The unnamed man, from Nottingham, has signed up to a programme which gives patients the opportunity to have their body cryogenically frozen right after they die.
Described as a 'life extension', the process sees the individual's blood replaced with anti-freeze. His body will then be cooled and transported to the US where it will be placed in liquid nitrogen at -196C.
According to reports in the Metro, the 73-year-old will be placed in a facility in Arizona and where he expects to be in his 'pause' for potentially thousands of years until humanity has the technology to bring him back.
Speaking about the venture, the man said: "The number of people signing up to cryonics isn't booming but it is increasing all the time, it has been for many years.
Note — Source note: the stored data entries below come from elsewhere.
//! Writer/reader interleaving on a shared database file
//!
//! One long-lived writer ingests blocks while short-lived workers manage
//! patterns and query concurrently. The runs are bounded; the assertions
//! check for lost updates and torn state, not timing.

mod common;

use std::sync::Arc;
use std::thread;

use chaindex::{ConnectionLock, ConnectionType, Pattern, SortDirection, StatusFlag};
use common::*;

const BLOCKS: u64 = 25;
const PATTERNS_PER_WORKER: usize = 10;

#[test]
fn test_concurrent_writer_and_workers_converge() {
    let dir = tempfile::tempdir().expect("temp dir");
    let path = dir.path().join("concurrent.sqlite3");
    let lock = Arc::new(ConnectionLock::new());

    // Open (and thereby migrate) the store before anyone else touches the
    // file; the handle moves into the writer thread.
    let writer_db = open_on_disk(&path, 100, Arc::clone(&lock));

    let mut handles = Vec::new();

    // The long-lived writer: one block per iteration, each block a
    // checkpoint plus an input.
    {
        handles.push(thread::spawn(move || {
            let db = writer_db;
            for block in 1..=BLOCKS {
                let slot = block * 10;
                db.transaction(|tx| {
                    tx.insert_checkpoints(&[mk_checkpoint(slot)])?;
                    tx.insert_inputs(&[mk_resolved(block as u8, "addr1ingested", slot)])?;
                    Ok(())
                })
                .expect("writer transaction");
            }
        }));
    }

    // Two short-lived read-write workers managing disjoint pattern sets
    // and interleaving reads.
    for worker in 0..2u8 {
        let path = path.clone();
        let lock = Arc::clone(&lock);
        handles.push(thread::spawn(move || {
            for i in 0..PATTERNS_PER_WORKER {
                let db = open_short_lived(&path, ConnectionType::ReadWrite, 100, Arc::clone(&lock));
                let pattern = Pattern::Address(format!("addr1worker{}n{}", worker, i));
                db.transaction(|tx| tx.insert_patterns(std::slice::from_ref(&pattern)))
                    .expect("insert pattern");
                db.transaction(|tx| tx.list_checkpoints_desc())
                    .expect("list checkpoints");
            }

            // A read-only pass over whatever has been ingested so far.
            let db = open_short_lived(&path, ConnectionType::ReadOnly, 100, lock);
            db.transaction(|tx| {
                tx.fold_inputs(&Pattern::Any, StatusFlag::Any, SortDirection::Asc, |_| {})
            })
            .expect("fold inputs");
        }));
    }

    for handle in handles {
        handle.join().expect("no worker may panic or deadlock");
    }

    // Post-state must match the serialized application of all operations.
    let db = open_on_disk(&path, 100, lock);
    let stats = db.transaction(|tx| tx.stats()).unwrap();
    assert_eq!(stats.checkpoint_count, BLOCKS);
    assert_eq!(stats.input_count, BLOCKS);
    assert_eq!(stats.tip, Some(BLOCKS * 10));
    assert_eq!(
        stats.pattern_count as usize,
        2 * PATTERNS_PER_WORKER,
        "every pattern insert must survive"
    );

    let patterns = db.transaction(|tx| tx.list_patterns()).unwrap();
    for worker in 0..2u8 {
        for i in 0..PATTERNS_PER_WORKER {
            let expected = Pattern::Address(format!("addr1worker{}n{}", worker, i));
            assert!(patterns.contains(&expected), "missing {expected}");
        }
    }
}

#[test]
fn test_disjoint_short_lived_writers_union() {
    let dir = tempfile::tempdir().expect("temp dir");
    let path = dir.path().join("patterns.sqlite3");
    let lock = Arc::new(ConnectionLock::new());
    {
        let _db = open_on_disk(&path, 10, Arc::clone(&lock));
    }

    let mut handles = Vec::new();
    for worker in 0..2u8 {
        let path = path.clone();
        let lock = Arc::clone(&lock);
        handles.push(thread::spawn(move || {
            let db = open_short_lived(&path, ConnectionType::ReadWrite, 10, lock);
            db.transaction(|tx| {
                tx.insert_patterns(&[Pattern::Address(format!("addr1disjoint{}", worker))])
            })
            .expect("insert");
        }));
    }
    for handle in handles {
        handle.join().expect("no deadlock");
    }

    let db = open_on_disk(&path, 10, lock);
    let mut listed = db.transaction(|tx| tx.list_patterns()).unwrap();
    listed.sort();
    assert_eq!(
        listed,
        vec![
            Pattern::Address("addr1disjoint0".into()),
            Pattern::Address("addr1disjoint1".into()),
        ]
    );
}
"More people are taking up the option because there is less belief in religion these days and there's a gradual realisation that with the constant advances in science, cryonics will work.
"It's advancing at an exponential rate, it always has.
"Compare the time from the discovery of electricity or the invention of mobile phones to now, and then look to the end of this century.
"The advantage is extending your life for possibly a very long time. It's a way of taking advantage of technology that will be available in the future.
"Part of our role with Cryonics UK is to help you get there by cooling your body down as quickly as possible and doing our best to preserve it by using cryogenic preservatives to replace the blood and most of the water in your body so you won't suffer ice crystals in your brain, though in the future there will probably be a way of getting around that.
"Then we put your body in a large casket with dry ice that's minus seventy-nine degrees and ship it off to America."
According to Alcor, the firm behind the process, cryo-stasis is not a new phenomenon, with people trying to prolong their lives ever since the 1960s.
The company states that the majority of patients usually need a life-insurance policy of $200,000 for a 'whole-body cryopreservation or $80,000 for neuro cryopreservation'.
And it is vital that the procedure begins within 'the first one or two minutes after the heart stops, and preferably within 15 minutes'.
It says: "Longer delays place a greater burden on future technology to reverse injury and restore the brain to a healthy state, and make it more uncertain that the correct original state can be determined."
So has anyone ever actually been woken up? The simple answer is no, so it's a pretty big and expensive gamble.
Alcor explains: "Except for embryos, no human has ever been revived from temperatures far below freezing.
"Cryonics patients are cared for in the expectation that future technology, especially molecular nanotechnology, will be available to reverse damage associated with the cryonics process."